Both sides concede that there are no Illinois cases touching directly on the controverted point, and apparently neither side has been able to find any case in other jurisdictions where brokers were permitted to recover brokerage commissions from a sale in which they had no part unless it was unequivocally so provided in the agreement. The only case cited by plaintiffs which has any bearing whatsoever on the question is that of Hanlon v. Dunne, 189 Ill. App. 123. There the agreement was in writing and gave the broker a 30-day exclusive right to sell the property, and expressly stated that the commission of $120 would be paid “if a purchaser is procured during said period, by you or me or any one else, upon any terms that I may accept.” This was, in effect, an express negation of the requirement that the broker procure the purchaser, and defendants’ counsel argue that this is exactly the kind of language that would have had to be used here to require the court to construe the present agreement in accordance with plaintiffs’ contention.
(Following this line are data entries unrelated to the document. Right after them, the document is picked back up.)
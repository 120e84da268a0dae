//! Standalone agent platform server.
//!
//! Binds a platform server with the built-in agent classes registered and
//! serves until interrupted. Useful for hosting agents that remote
//! [`rpc_ai_agents::proxy::RpcAgent`] proxies connect to.

use std::sync::Arc;

use anyhow::Result;
use clap::Parser;
use rpc_ai_agents::agent::builtin::register_builtin_agents;
use rpc_ai_agents::core::config::{
    PlatformConfig, DEFAULT_MAX_POOL_SIZE, DEFAULT_MAX_TIMEOUT_SECS,
};
use rpc_ai_agents::core::logging::{init_logging, LogFormat, LoggingConfig};
use rpc_ai_agents::platform::{server, AgentPlatform};
use tokio::sync::broadcast;
use tracing::info;

#[derive(Parser, Debug)]
#[command(name = "rpc-ai-agents")]
#[command(author, version, about = "A distributed RPC platform for hosting stateful AI agents")]
struct Cli {
    /// Port to listen on; picked automatically when omitted
    #[arg(short, long)]
    port: Option<u16>,

    /// Listen on all interfaces instead of loopback only
    #[arg(long)]
    public: bool,

    /// Max number of task results the server can accommodate
    #[arg(long, default_value_t = DEFAULT_MAX_POOL_SIZE)]
    max_pool_size: usize,

    /// Seconds before a task result expires
    #[arg(long, default_value_t = DEFAULT_MAX_TIMEOUT_SECS)]
    max_timeout_secs: u64,

    /// Log level (trace, debug, info, warn, error)
    #[arg(long, default_value = "info")]
    log_level: String,

    /// Log format (json, pretty, compact)
    #[arg(long, default_value = "compact")]
    log_format: String,
}

#[tokio::main]
async fn main() -> Result<()> {
    let cli = Cli::parse();

    let format = match cli.log_format.as_str() {
        "json" => LogFormat::Json,
        "pretty" => LogFormat::Pretty,
        _ => LogFormat::Compact,
    };
    init_logging(&LoggingConfig {
        format,
        level: cli.log_level.clone(),
    })?;

    let config = PlatformConfig {
        port: cli.port,
        local_mode: !cli.public,
        max_pool_size: cli.max_pool_size,
        max_timeout_secs: cli.max_timeout_secs,
        ..Default::default()
    };
    config.validate()?;

    register_builtin_agents();

    let listener = server::bind_server(config.port, config.local_mode).await?;
    let platform = Arc::new(AgentPlatform::new(config.max_pool_size, config.max_age()));

    let (shutdown_tx, shutdown_rx) = broadcast::channel(1);
    tokio::spawn(async move {
        if tokio::signal::ctrl_c().await.is_ok() {
            info!("interrupt received, shutting down");
            let _ = shutdown_tx.send(());
        }
    });

    server::serve(platform, listener, shutdown_rx).await;
    Ok(())
}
There are cases in other jurisdictions, however, in which agreements were so construed as to deny the broker commission where he did not himself effect the sale. McDonald v. Mandeville, 261 Fed. 778, was the second of two appeals. In the first of these, Mandeville v. MacDonald, 250 Fed. 607, judgment for plaintiffs was reversed. Plaintiffs, as brokers, contended that in consideration of their efforts to purchase certain utility companies for defendants, the latter had agreed to pay them a 5 per cent commission on the purchase price if the defendants purchased a particular company. Plaintiffs ’ efforts to arrange a purchase were fruitless," and finally a purchase was made through direct negotiation. Mr. Justice Learned Hand, in the first opinion, made the following pertinent observations: “Now, of course, a buyer might promise anything; he might agree to pay for failure as well as for success, but clearly he must say so pretty plainly, and here we have nothing but words which normally mean no more than the conventional agreement. We cannot agree that, with every allowance for the latitude of a jury in the interpretation of spoken words, these words admitted any such meaning. The implied request was for services which might result in bringing Purdy to terms. If the meaning was that the plaintiffs should be paid for services which ended in nothing, the contract must have so stated.” On the second appeal brought from the judgment rendered in a retrial of the cause as directed in Mandeville v. MacDonald, 250 Fed. 607, Mr. Justice Hough said that “it is still true that plaintiffs do not sue to recover the usual broker’s commission for bringing together the minds of a willing seller and a willing and able buyer, but [the complaint] states as the ground of recovery . ... that — ‘The agreement to pay the plaintiffs was dependent on the defendants buying, and not upon the plaintiffs being the procuring cause of the sale.’ To repeat what we said before on this point, a buyer may promise anything; he may agree to pay for failure as well as success, but when the unusual contract is asserted, it can never be spelled out of words normally importing only the conventional —i. e., the.familiar brokerage employment, which is always of the ‘no cure, no pay,’ kind.”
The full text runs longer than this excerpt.